25 February 2019, London: Hotel values across Europe registered another strong year in 2018 showing 3% growth and reaching new highs, according to the annual European Hotel Valuation Index (HVI), compiled by global hotel consultancy HVS.
Although a more modest growth than that of 2017 at 3.9%, 2018 saw recovery for many cities as well as a levelling off in values for some markets, which had previously been depressed compared with the European average.
“While there has been geopolitical uncertainty and instability in Europe, the influence of this on investors, developers and lenders within the hotel sector seems to be continually lessening,” commented Magalí Castells, senior associate with HVS and co-author of this year’s HVI.

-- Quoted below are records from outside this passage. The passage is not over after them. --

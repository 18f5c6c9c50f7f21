use super::PlyError;

/// Byte order of the binary payload.
#[derive(Debug, PartialEq, Eq, Clone, Copy)]
pub enum PlyEncoding {
    /// `format binary_little_endian 1.0`
    BinaryLittleEndian,
    /// `format binary_big_endian 1.0`
    BinaryBigEndian,
}

/// A scalar property declared in the header.
#[derive(Debug, PartialEq, Clone)]
pub struct PlyPropertyDefinition {
    /// Property name, e.g. `x` or `red`.
    pub name: String,
    /// Declared storage type.
    pub data_type: PlyDataType,
}

/// Scalar storage types of the PLY format.
#[derive(Debug, PartialEq, Eq, Clone, Copy)]
pub enum PlyDataType {
    /// `float`, `float32`
    Float32,
    /// `double`, `float64`
    Float64,
    /// `char`, `int8`
    Int8,
    /// `uchar`, `uint8`
    UInt8,
    /// `short`, `int16`
    Int16,
    /// `ushort`, `uint16`
    UInt16,
    /// `int`, `int32`
    Int32,
    /// `uint`, `uint32`
    UInt32,
}

impl PlyDataType {
    /// Parse a header type name.
    pub fn parse(type_str: &str) -> Result<Self, PlyError> {
        match type_str {
            "float" | "float32" => Ok(PlyDataType::Float32),
            "double" | "float64" => Ok(PlyDataType::Float64),
            "char" | "int8" => Ok(PlyDataType::Int8),
            "uchar" | "uint8" => Ok(PlyDataType::UInt8),
            "short" | "int16" => Ok(PlyDataType::Int16),
            "ushort" | "uint16" => Ok(PlyDataType::UInt16),
            "int" | "int32" => Ok(PlyDataType::Int32),
            "uint" | "uint32" => Ok(PlyDataType::UInt32),
            _ => Err(PlyError::UnknownPropertyType(type_str.to_string())),
        }
    }

    /// Size in bytes of one value.
    pub fn size(&self) -> usize {
        match self {
            PlyDataType::Float32 | PlyDataType::Int32 | PlyDataType::UInt32 => 4,
            PlyDataType::Float64 => 8,
            PlyDataType::Int16 | PlyDataType::UInt16 => 2,
            PlyDataType::Int8 | PlyDataType::UInt8 => 1,
        }
    }

    fn read(&self, bytes: &[u8], encoding: PlyEncoding) -> f64 {
        macro_rules! decode {
            ($ty:ty) => {{
                let mut raw = [0u8; std::mem::size_of::<$ty>()];
                raw.copy_from_slice(&bytes[..std::mem::size_of::<$ty>()]);
                match encoding {
                    PlyEncoding::BinaryLittleEndian => <$ty>::from_le_bytes(raw) as f64,
                    PlyEncoding::BinaryBigEndian => <$ty>::from_be_bytes(raw) as f64,
                }
            }};
        }

        match self {
            PlyDataType::Float32 => decode!(f32),
            PlyDataType::Float64 => decode!(f64),
            PlyDataType::Int8 => decode!(i8),
            PlyDataType::UInt8 => decode!(u8),
            PlyDataType::Int16 => decode!(i16),
            PlyDataType::UInt16 => decode!(u16),
            PlyDataType::Int32 => decode!(i32),
            PlyDataType::UInt32 => decode!(u32),
        }
    }
}

/// Per-vertex accessors shared by the row layouts.
pub trait PlyPropertyTrait {
    /// Vertex position.
    fn to_point(&self) -> [f64; 3];
    /// Vertex color, if the layout carries one.
    fn to_color(&self) -> Option<[u8; 3]>;
    /// Vertex normal, if the layout carries one.
    fn to_normal(&self) -> Option<[f64; 3]>;
}

/// The common `float x, y, z; uchar red, green, blue` vertex row.
#[derive(Debug, bincode::Decode)]
pub struct XYZRgbProperty {
    /// x coordinate
    pub x: f32,
    /// y coordinate
    pub y: f32,
    /// z coordinate
    pub z: f32,
    /// red channel
    pub red: u8,
    /// green channel
    pub green: u8,
    /// blue channel
    pub blue: u8,
}

impl XYZRgbProperty {
    const SIZE: usize = 3 * 4 + 3;
}

impl PlyPropertyTrait for XYZRgbProperty {
    fn to_point(&self) -> [f64; 3] {
        [self.x as f64, self.y as f64, self.z as f64]
    }

    fn to_color(&self) -> Option<[u8; 3]> {
        Some([self.red, self.green, self.blue])
    }

    fn to_normal(&self) -> Option<[f64; 3]> {
        None
    }
}

#[derive(Debug, PartialEq, Clone, Copy)]
struct FieldSlot {
    offset: usize,
    data_type: PlyDataType,
}

/// Byte offsets of the fields the point cloud table needs, resolved once from the header.
#[derive(Debug, PartialEq, Clone)]
pub struct DynamicLayout {
    row_size: usize,
    position: [FieldSlot; 3],
    color: Option<[FieldSlot; 3]>,
    normal: Option<[FieldSlot; 3]>,
}

impl DynamicLayout {
    fn new(properties: &[PlyPropertyDefinition]) -> Result<Self, PlyError> {
        let mut slots = Vec::with_capacity(properties.len());
        let mut offset = 0;
        for prop in properties {
            slots.push((
                prop.name.as_str(),
                FieldSlot {
                    offset,
                    data_type: prop.data_type,
                },
            ));
            offset += prop.data_type.size();
        }

        let find = |name: &str| slots.iter().find(|(n, _)| *n == name).map(|(_, s)| *s);
        let find3 = |names: [&str; 3]| -> Option<[FieldSlot; 3]> {
            Some([find(names[0])?, find(names[1])?, find(names[2])?])
        };

        let position = [
            find("x").ok_or_else(|| PlyError::MissingPositionProperty("x".to_string()))?,
            find("y").ok_or_else(|| PlyError::MissingPositionProperty("y".to_string()))?,
            find("z").ok_or_else(|| PlyError::MissingPositionProperty("z".to_string()))?,
        ];

        Ok(Self {
            row_size: offset,
            position,
            color: find3(["red", "green", "blue"]).or_else(|| find3(["r", "g", "b"])),
            normal: find3(["nx", "ny", "nz"]),
        })
    }
}

/// A decoded row of a [`DynamicLayout`].
pub struct DynamicRow<'a> {
    bytes: &'a [u8],
    layout: &'a DynamicLayout,
    encoding: PlyEncoding,
}

impl DynamicRow<'_> {
    fn read3(&self, slots: &[FieldSlot; 3]) -> [f64; 3] {
        slots.map(|slot| {
            slot.data_type
                .read(&self.bytes[slot.offset..], self.encoding)
        })
    }
}

impl PlyPropertyTrait for DynamicRow<'_> {
    fn to_point(&self) -> [f64; 3] {
        self.read3(&self.layout.position)
    }

    fn to_color(&self) -> Option<[u8; 3]> {
        let slots = self.layout.color.as_ref()?;
        let color = self.read3(slots);
        Some(std::array::from_fn(|i| match slots[i].data_type {
            PlyDataType::Float32 | PlyDataType::Float64 => (color[i] * 255.0) as u8,
            _ => color[i] as u8,
        }))
    }

    fn to_normal(&self) -> Option<[f64; 3]> {
        self.layout.normal.as_ref().map(|slots| self.read3(slots))
    }
}

/// Row layout of the vertex element.
#[derive(Debug, PartialEq, Clone)]
pub enum PlyType {
    /// Exactly `float x, y, z, uchar red, green, blue`.
    XYZRgb,
    /// Any other layout that carries at least `x`, `y` and `z`.
    Dynamic(DynamicLayout),
}

/// One decoded vertex row.
pub enum PlyProperty<'a> {
    /// Row of the fixed layout.
    XYZRgb(XYZRgbProperty),
    /// Row of a dynamic layout.
    Dynamic(DynamicRow<'a>),
}

impl PlyType {
    /// Pick the row layout for a list of vertex properties.
    pub fn detect_format(properties: &[PlyPropertyDefinition]) -> Result<Self, PlyError> {
        let expected = [
            ("x", PlyDataType::Float32),
            ("y", PlyDataType::Float32),
            ("z", PlyDataType::Float32),
            ("red", PlyDataType::UInt8),
            ("green", PlyDataType::UInt8),
            ("blue", PlyDataType::UInt8),
        ];
        let is_xyz_rgb = properties.len() == expected.len()
            && properties
                .iter()
                .zip(expected.iter())
                .all(|(p, (name, data_type))| p.name == *name && p.data_type == *data_type);

        if is_xyz_rgb {
            return Ok(PlyType::XYZRgb);
        }

        Ok(PlyType::Dynamic(DynamicLayout::new(properties)?))
    }

    /// Size in bytes of one row.
    pub fn size_of(&self) -> usize {
        match self {
            PlyType::XYZRgb => XYZRgbProperty::SIZE,
            PlyType::Dynamic(layout) => layout.row_size,
        }
    }

    /// Whether rows carry a color.
    pub fn has_color(&self) -> bool {
        match self {
            PlyType::XYZRgb => true,
            PlyType::Dynamic(layout) => layout.color.is_some(),
        }
    }

    /// Whether rows carry a normal.
    pub fn has_normal(&self) -> bool {
        match self {
            PlyType::XYZRgb => false,
            PlyType::Dynamic(layout) => layout.normal.is_some(),
        }
    }

    /// Decode one row of `size_of()` bytes.
    pub fn deserialize<'a>(
        &'a self,
        buffer: &'a [u8],
        encoding: PlyEncoding,
    ) -> Result<PlyProperty<'a>, PlyError> {
        if buffer.len() < self.size_of() {
            return Err(PlyError::PayloadTooLarge {
                expected: self.size_of() as u64,
                available: buffer.len() as u64,
            });
        }

        match self {
            PlyType::XYZRgb => {
                let config = bincode::config::standard().with_fixed_int_encoding();
                let (property, _): (XYZRgbProperty, usize) = match encoding {
                    PlyEncoding::BinaryLittleEndian => {
                        bincode::decode_from_slice(buffer, config.with_little_endian())?
                    }
                    PlyEncoding::BinaryBigEndian => {
                        bincode::decode_from_slice(buffer, config.with_big_endian())?
                    }
                };
                Ok(PlyProperty::XYZRgb(property))
            }
            PlyType::Dynamic(layout) => Ok(PlyProperty::Dynamic(DynamicRow {
                bytes: buffer,
                layout,
                encoding,
            })),
        }
    }
}

impl PlyPropertyTrait for PlyProperty<'_> {
    fn to_point(&self) -> [f64; 3] {
        match self {
            PlyProperty::XYZRgb(property) => property.to_point(),
            PlyProperty::Dynamic(property) => property.to_point(),
        }
    }

    fn to_color(&self) -> Option<[u8; 3]> {
        match self {
            PlyProperty::XYZRgb(property) => property.to_color(),
            PlyProperty::Dynamic(property) => property.to_color(),
        }
    }

    fn to_normal(&self) -> Option<[f64; 3]> {
        match self {
            PlyProperty::XYZRgb(property) => property.to_normal(),
            PlyProperty::Dynamic(property) => property.to_normal(),
        }
    }
}
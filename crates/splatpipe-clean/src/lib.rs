#![deny(missing_docs)]
#![doc = env!("CARGO_PKG_DESCRIPTION")]

mod config;
pub use config::*;

/// Camera outlier and point proximity filters.
pub mod filter;

/// Cross-reference reconciliation between images and 3D points.
pub mod reconcile;

mod pipeline;
pub use pipeline::*;
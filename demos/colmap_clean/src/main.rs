use argh::FromArgs;
use std::path::PathBuf;

use splatpipe::clean::{clean_colmap_dir, CleanConfig};

#[derive(FromArgs)]
/// Remove outlier cameras and stray points from a COLMAP reconstruction
struct Args {
    /// directory with the COLMAP text or binary files
    #[argh(option, short = 'i')]
    input_dir: PathBuf,

    /// directory for the cleaned text files
    #[argh(option, short = 'o')]
    output_dir: PathBuf,

    /// JSON file with the clean parameters
    #[argh(option, short = 'c')]
    config: Option<PathBuf>,

    /// reference point cloud (.ply), overrides the config
    #[argh(option, short = 'r')]
    reference: Option<PathBuf>,

    /// use this fixed camera distance threshold instead of the statistical one
    #[argh(option)]
    fixed_threshold: Option<f64>,
}

fn main() -> Result<(), Box<dyn std::error::Error>> {
    env_logger::init();
    let args: Args = argh::from_env();

    let mut config = match &args.config {
        Some(path) => CleanConfig::from_json_file(path)?,
        None => CleanConfig::default(),
    };
    if let Some(reference) = args.reference {
        config.reference_ply = Some(reference);
    }
    if let Some(threshold) = args.fixed_threshold {
        config.outlier_threshold_auto = false;
        config.outlier_threshold_fixed = threshold;
    }

    let report = clean_colmap_dir(&args.input_dir, &args.output_dir, &config)?;
    log::info!(
        "kept {} of {} images and {} of {} points",
        report.reconcile.images_after,
        report.reconcile.images_before,
        report.reconcile.points_after,
        report.reconcile.points_before
    );

    println!("{}", serde_json::to_string_pretty(&report)?);

    Ok(())
}
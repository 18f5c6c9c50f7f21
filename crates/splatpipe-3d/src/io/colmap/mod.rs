mod binary;
mod text;
mod types;
mod writer;

pub use binary::*;
pub use text::*;
pub use types::*;
pub use writer::*;

use std::path::{Path, PathBuf};

/// Error types for the COLMAP module.
#[derive(Debug, thiserror::Error)]
pub enum ColmapError {
    /// Error reading or writing file
    #[error("error reading or writing file")]
    IoError(#[from] std::io::Error),

    /// A text record could not be parsed.
    #[error("{}:{line}: {reason} (line: {content:?})", path.display())]
    ParseError {
        /// File the record was read from.
        path: PathBuf,
        /// 1-based physical line number.
        line: usize,
        /// Raw content of the offending line.
        content: String,
        /// What was wrong with it.
        reason: String,
    },

    /// Unknown camera model id in a binary file.
    #[error("{}: unknown camera model id {model_id}", path.display())]
    UnknownCameraModel {
        /// File the record was read from.
        path: PathBuf,
        /// The model id found.
        model_id: i32,
    },

    /// A binary observation references a negative point id other than the `-1` sentinel.
    #[error("{}: image {image_id} observes invalid point3d id {point3d_id}", path.display())]
    InvalidPoint3dId {
        /// File the record was read from.
        path: PathBuf,
        /// Image holding the observation.
        image_id: u32,
        /// The id found.
        point3d_id: i64,
    },

    /// A binary file ended before the declared number of records was read.
    #[error("{}: truncated binary file, {remaining} records still expected", path.display())]
    Truncated {
        /// File the record was read from.
        path: PathBuf,
        /// Number of records that were still expected.
        remaining: u64,
    },
}

/// On-disk layout of a COLMAP reconstruction.
#[derive(Debug, Clone, Copy, PartialEq, Eq)]
pub enum ColmapFormat {
    /// `cameras.txt`, `images.txt`, `points3D.txt`
    Text,
    /// `cameras.bin`, `images.bin`, `points3D.bin`
    Binary,
}

impl ColmapFormat {
    /// Detect which COLMAP layout a directory holds. Text wins when both are present.
    pub fn detect(dir: impl AsRef<Path>) -> Option<Self> {
        let dir = dir.as_ref();
        let all_exist = |files: [&str; 3]| files.iter().all(|f| dir.join(f).is_file());

        if all_exist(["cameras.txt", "images.txt", "points3D.txt"]) {
            Some(ColmapFormat::Text)
        } else if all_exist(["cameras.bin", "images.bin", "points3D.bin"]) {
            Some(ColmapFormat::Binary)
        } else {
            None
        }
    }

    /// File extension used by this layout.
    pub fn extension(&self) -> &'static str {
        match self {
            ColmapFormat::Text => "txt",
            ColmapFormat::Binary => "bin",
        }
    }
}
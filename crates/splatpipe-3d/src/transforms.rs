//! Conversions between the point cloud convention (right, forward, +Z up) and the COLMAP
//! camera convention (right, +Y down, +Z forward).
//!
//! Apply a transform exactly once, at the boundary where reference clouds meet COLMAP
//! points. Applying it twice still yields plausible coordinates, just wrong ones.

/// Map a Z-up point cloud position into the COLMAP convention.
///
/// `(x, y, z) -> (x, -z, y)`
///
/// Example:
///
/// ```
/// use splatpipe_3d::transforms::z_up_to_colmap;
///
/// assert_eq!(z_up_to_colmap(&[1.0, 2.0, 3.0]), [1.0, -3.0, 2.0]);
/// ```
#[inline]
pub fn z_up_to_colmap(point: &[f64; 3]) -> [f64; 3] {
    [point[0], -point[2], point[1]]
}

/// Inverse of [`z_up_to_colmap`].
#[inline]
pub fn colmap_to_z_up(point: &[f64; 3]) -> [f64; 3] {
    [point[0], point[2], -point[1]]
}

/// A 3x3 axis mapping applied to reference positions, stored row-major.
#[derive(Debug, Clone, Copy, PartialEq)]
pub struct AxisTransform {
    /// Row-major matrix.
    pub matrix: [[f64; 3]; 3],
}

impl AxisTransform {
    /// The mapping performed by [`z_up_to_colmap`].
    pub const Z_UP_TO_COLMAP: AxisTransform = AxisTransform {
        matrix: [[1.0, 0.0, 0.0], [0.0, 0.0, -1.0], [0.0, 1.0, 0.0]],
    };

    /// The identity mapping, for reference clouds already in the COLMAP convention.
    pub const IDENTITY: AxisTransform = AxisTransform {
        matrix: [[1.0, 0.0, 0.0], [0.0, 1.0, 0.0], [0.0, 0.0, 1.0]],
    };

    /// Build from nine row-major values.
    pub fn from_row_major(values: [f64; 9]) -> Self {
        Self {
            matrix: [
                [values[0], values[1], values[2]],
                [values[3], values[4], values[5]],
                [values[6], values[7], values[8]],
            ],
        }
    }

    /// Transform one point.
    #[inline]
    pub fn apply(&self, point: &[f64; 3]) -> [f64; 3] {
        self.matrix
            .map(|row| row[0] * point[0] + row[1] * point[1] + row[2] * point[2])
    }

    /// Transform a slice of points.
    pub fn apply_all(&self, points: &[[f64; 3]]) -> Vec<[f64; 3]> {
        points.iter().map(|p| self.apply(p)).collect()
    }
}

impl Default for AxisTransform {
    fn default() -> Self {
        Self::Z_UP_TO_COLMAP
    }
}

#[cfg(test)]
mod tests {
    use super::*;

    #[test]
    fn test_z_up_to_colmap() {
        assert_eq!(z_up_to_colmap(&[1.0, 2.0, 3.0]), [1.0, -3.0, 2.0]);
        // up in the point cloud is -Y (up) in COLMAP
        assert_eq!(z_up_to_colmap(&[0.0, 0.0, 1.0]), [0.0, -1.0, 0.0]);
    }

    #[test]
    fn test_inverse() {
        let p = [0.25, -7.0, 3.5];
        assert_eq!(colmap_to_z_up(&z_up_to_colmap(&p)), p);
        assert_eq!(z_up_to_colmap(&colmap_to_z_up(&p)), p);
        // applying the forward mapping twice is not the identity
        assert_ne!(z_up_to_colmap(&z_up_to_colmap(&p)), p);
    }

    #[test]
    fn test_axis_transform_matches_function() {
        let transform = AxisTransform::default();
        for p in [[1.0, 2.0, 3.0], [-0.5, 0.0, 9.0], [0.0, -4.0, -1.0]] {
            assert_eq!(transform.apply(&p), z_up_to_colmap(&p));
        }
        assert_eq!(
            AxisTransform::from_row_major([1.0, 0.0, 0.0, 0.0, 0.0, -1.0, 0.0, 1.0, 0.0]),
            AxisTransform::Z_UP_TO_COLMAP
        );
        assert_eq!(AxisTransform::IDENTITY.apply(&[1.0, 2.0, 3.0]), [1.0, 2.0, 3.0]);
    }
}
use std::{
    fs::File,
    io::{BufRead, BufReader},
    marker::PhantomData,
    path::{Path, PathBuf},
};

use super::{
    CameraModelId, ColmapCamera, ColmapError, ColmapImage, ColmapPoint2d, ColmapPoint3d,
    ColmapTrackElement,
};

/// Line source shared by the COLMAP text readers.
///
/// Tracks the 1-based physical line number so that errors can point at the offending line.
pub struct LineReader<R> {
    reader: R,
    path: PathBuf,
    line_no: usize,
}

impl<R: BufRead> LineReader<R> {
    fn new(reader: R, path: PathBuf) -> Self {
        Self {
            reader,
            path,
            line_no: 0,
        }
    }

    /// Read the next physical line into `buf` without its line terminator.
    ///
    /// Returns `false` at end of input.
    fn read_physical(&mut self, buf: &mut String) -> Result<bool, ColmapError> {
        buf.clear();
        let mut raw = Vec::new();
        if self.reader.read_until(b'\n', &mut raw)? == 0 {
            return Ok(false);
        }
        self.line_no += 1;
        while matches!(raw.last(), Some(b'\n' | b'\r')) {
            raw.pop();
        }
        match std::str::from_utf8(&raw) {
            Ok(line) => buf.push_str(line),
            Err(e) => {
                return Err(self.error(
                    self.line_no,
                    &String::from_utf8_lossy(&raw),
                    format!("invalid UTF-8: {e}"),
                ))
            }
        }
        Ok(true)
    }

    /// Read the next line that is neither blank nor a `#` comment.
    fn read_record(&mut self, buf: &mut String) -> Result<bool, ColmapError> {
        while self.read_physical(buf)? {
            let trimmed = buf.trim_start();
            if !trimmed.is_empty() && !trimmed.starts_with('#') {
                return Ok(true);
            }
        }
        Ok(false)
    }

    fn error(&self, line: usize, content: &str, reason: impl Into<String>) -> ColmapError {
        ColmapError::ParseError {
            path: self.path.clone(),
            line,
            content: content.to_string(),
            reason: reason.into(),
        }
    }
}

/// A record type that can be read from a COLMAP text file.
pub trait TextRecord: Sized {
    /// Read the next record, or `None` at end of input.
    fn read_next<R: BufRead>(lines: &mut LineReader<R>) -> Result<Option<Self>, ColmapError>;
}

/// Lazy, forward-only sequence of records read from a COLMAP text file.
///
/// Only one record is held in memory at a time. The sequence stops after the first error.
pub struct TextRecords<R, T> {
    lines: LineReader<R>,
    failed: bool,
    _record: PhantomData<T>,
}
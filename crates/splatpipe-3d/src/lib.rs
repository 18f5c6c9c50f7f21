#![deny(missing_docs)]
#![doc = env!("CARGO_PKG_DESCRIPTION")]

/// I/O utilities for reading and writing COLMAP and PLY data.
pub mod io;

/// Point cloud table.
pub mod pointcloud;

/// Coordinate convention transforms.
pub mod transforms;
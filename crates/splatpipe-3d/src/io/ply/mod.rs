mod parser;
mod properties;

pub use parser::*;
pub use properties::*;

/// Error types for the PLY module.
///
/// Everything except `Io` means the file itself is malformed.
#[derive(Debug, thiserror::Error)]
pub enum PlyError {
    /// Failed to read PLY file
    #[error("Failed to read PLY file")]
    Io(#[from] std::io::Error),

    /// Failed to deserialize a vertex row
    #[error("Failed to deserialize PLY vertex")]
    Deserialize(#[from] bincode::error::DecodeError),

    /// The first line is not `ply`
    #[error("Not a PLY file: missing `ply` magic line")]
    MissingMagic,

    /// No `end_header` within the scan budget
    #[error("PLY header not terminated by `end_header` within {limit} bytes")]
    UnterminatedHeader {
        /// Maximum number of header bytes scanned.
        limit: u64,
    },

    /// Missing or non-binary `format` line
    #[error("Unsupported PLY format: {0}")]
    UnsupportedFormat(String),

    /// Unknown scalar type name in a `property` line
    #[error("Unknown PLY property type: {0}")]
    UnknownPropertyType(String),

    /// `property list` inside the vertex element
    #[error("Unsupported list property in vertex element: {0}")]
    UnsupportedListProperty(String),

    /// No `element vertex` declaration
    #[error("PLY header declares no vertex element")]
    MissingVertexElement,

    /// Another element precedes the vertex element
    #[error("PLY vertex element must be declared first, found `{0}` before it")]
    VertexElementNotFirst(String),

    /// Vertex element without a position coordinate
    #[error("PLY vertex element has no `{0}` property")]
    MissingPositionProperty(String),

    /// Header line that cannot be understood
    #[error("Malformed PLY header line {line}: {content:?}")]
    MalformedHeaderLine {
        /// 1-based header line number.
        line: usize,
        /// Raw line content.
        content: String,
    },

    /// Declared vertex payload exceeds the remaining stream
    #[error("PLY header declares {expected} payload bytes but only {available} are available")]
    PayloadTooLarge {
        /// Bytes implied by the header.
        expected: u64,
        /// Bytes left after the header.
        available: u64,
    },
}
use std::io::Write;

use super::{ColmapCamera, ColmapError, ColmapImage, ColmapPoint3d};

/// Write cameras in the `cameras.txt` layout.
///
/// Floats are written in their shortest round-trip form, so reading the output back yields
/// identical values.
pub fn write_cameras_txt<W: Write>(
    mut writer: W,
    cameras: &[ColmapCamera],
) -> Result<(), ColmapError> {
    writeln!(writer, "# Camera list with one line of data per camera:")?;
    writeln!(writer, "#   CAMERA_ID, MODEL, WIDTH, HEIGHT, PARAMS[]")?;
    writeln!(writer, "# Number of cameras: {}", cameras.len())?;

    for camera in cameras {
        write!(
            writer,
            "{} {} {} {}",
            camera.camera_id,
            camera.model_id.name(),
            camera.width,
            camera.height
        )?;
        for param in &camera.params {
            write!(writer, " {}", param)?;
        }
        writeln!(writer)?;
    }

    writer.flush()?;
    Ok(())
}

/// Write images in the `images.txt` layout: a pose line followed by an observation line,
/// which is left empty for images without keypoints.
pub fn write_images_txt<W: Write>(mut writer: W, images: &[ColmapImage]) -> Result<(), ColmapError> {
    let num_observations = images
        .iter()
        .flat_map(|image| image.points2d.iter())
        .filter(|point| point.point3d_id.is_some())
        .count();
    let mean_observations = match images.len() {
        0 => 0.0,
        n => num_observations as f64 / n as f64,
    };

    writeln!(writer, "# Image list with two lines of data per image:")?;
    writeln!(
        writer,
        "#   IMAGE_ID, QW, QX, QY, QZ, TX, TY, TZ, CAMERA_ID, NAME"
    )?;
    writeln!(writer, "#   POINTS2D[] as (X, Y, POINT3D_ID)")?;
    writeln!(
        writer,
        "# Number of images: {}, mean observations per image: {}",
        images.len(),
        mean_observations
    )?;

    for image in images {
        let [qw, qx, qy, qz] = image.rotation;
        let [tx, ty, tz] = image.translation;
        writeln!(
            writer,
            "{} {} {} {} {} {} {} {} {} {}",
            image.image_id, qw, qx, qy, qz, tx, ty, tz, image.camera_id, image.name
        )?;

        for (i, point) in image.points2d.iter().enumerate() {
            if i > 0 {
                write!(writer, " ")?;
            }
            match point.point3d_id {
                Some(id) => write!(writer, "{} {} {}", point.xy[0], point.xy[1], id)?,
                None => write!(writer, "{} {} -1", point.xy[0], point.xy[1])?,
            }
        }
        writeln!(writer)?;
    }

    writer.flush()?;
    Ok(())
}

/// Write 3D points in the `points3D.txt` layout.
pub fn write_points3d_txt<W: Write>(
    mut writer: W,
    points: &[ColmapPoint3d],
) -> Result<(), ColmapError> {
    let track_length = points.iter().map(|point| point.track.len()).sum::<usize>();
    let mean_track_length = match points.len() {
        0 => 0.0,
        n => track_length as f64 / n as f64,
    };

    writeln!(writer, "# 3D point list with one line of data per point:")?;
    writeln!(
        writer,
        "#   POINT3D_ID, X, Y, Z, R, G, B, ERROR, TRACK[] as (IMAGE_ID, POINT2D_IDX)"
    )?;
    writeln!(
        writer,
        "# Number of points: {}, mean track length: {}",
        points.len(),
        mean_track_length
    )?;

    for point in points {
        let [x, y, z] = point.xyz;
        let [r, g, b] = point.rgb;
        write!(
            writer,
            "{} {} {} {} {} {} {} {}",
            point.point3d_id, x, y, z, r, g, b, point.error
        )?;
        for element in &point.track {
            write!(writer, " {} {}", element.image_id, element.point2d_idx)?;
        }
        writeln!(writer)?;
    }

    writer.flush()?;
    Ok(())
}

“Although individual changes in 2018 were much more modest than in 2017, with no double-digit growth, it was a positive year for Europe’s hotels with growth and recovery in many cities, new value highs reached by hotels in many markets, and a positive outlook going forward.”
The annual HVI ranks the percentage change in the values of typically four-star and five-star hotels across 33 major European cities, both in Euro and local currency terms, as well as ranking each market in terms of the average price per hotel room.
Hotels in Lisbon, Moscow, Paris, Brussels and Berlin filled the top five slots in terms of highest percentage growth in values in euro terms, with Lisbon seeing an impressive 9% uplift, the year’s biggest climber. Despite being more modest than its 2017 rise of 15%, Lisbon’s growing popularity as a destination prompted an average rate rise of over 5% across its hotels, driven primarily by visitors from the US and Brazil. However, high levels of new hotel supply expected to come on stream over the next three years is likely to subdue future RevPAR growth in the city’s hotels.
On the back of the FIFA World Cup Moscow‘s hotels recorded an impressive 8% growth in this year’s index with a RevPAR increase in euros of over 180% for June and July. St Petersburg showed a 6% increase, ranking it sixth in the HVI. In local currency value growth in these markets was even more pronounced.
Paris returned to the top five in this year’s index, with values per room up by 7%. A further rise is expected for Parisian hotels as RevPAR still remains substantially below the previous peak of 2014. While the market enjoyed 11 months of growth, December saw RevPAR levels fall due to the disruption caused by the gilets jaunes movement in the city, which forced the closure of several businesses and tourist attractions.
Brussels, fourth on the index of highest percentage value growth, registered a 7% rise in values per room, driven by increases in occupancy and average rates. With hotel supply expected to remain stable, the outlook is optimistic for future performance in the city.
Berlin, fifth on the index, recorded another 7% hike in values as the city’s popularity continues to increase. Despite some 1,300 new rooms opening last year the new supply has been matched by a rise in arrivals, maintaining RevPAR. While the future pipeline in Berlin is also strong, the long-term forecast is positive for the German capital, particularly with the anticipated opening of the new Brandenburg Airport in 2021.
Only six of the 33 markets analysed experienced a value drop, with those at the bottom of the index, in euro terms, including Barcelona, which was badly impacted by the civil unrest caused by the strengthening of the Catalan independence movement; Hamburg, Manchester and Warsaw, which all suffered from an influx of new supply in the market; and Geneva and Stockholm, which were impacted by currency dynamics in 2018.
In terms of the absolute value of hotel rooms, those in Paris, London, Zurich, Geneva and Rome filled the top five slots for the most expensive in Europe, with Birmingham, Sofia, Bratislava, Bucharest and Manchester at the bottom end of the ranking.
“Demand for hotel accommodation remains vigorous across most markets in Europe, and while economic growth for this cycle might be beyond its peak hotel demand is unlikely to suddenly fall away,” commented Sophie Perret, director at HVS London.
“For investors the advice is to factor in a slightly longer exit window and be cautious, but there are some good deals to be had by those seeking to acquire hotels in many European cities.”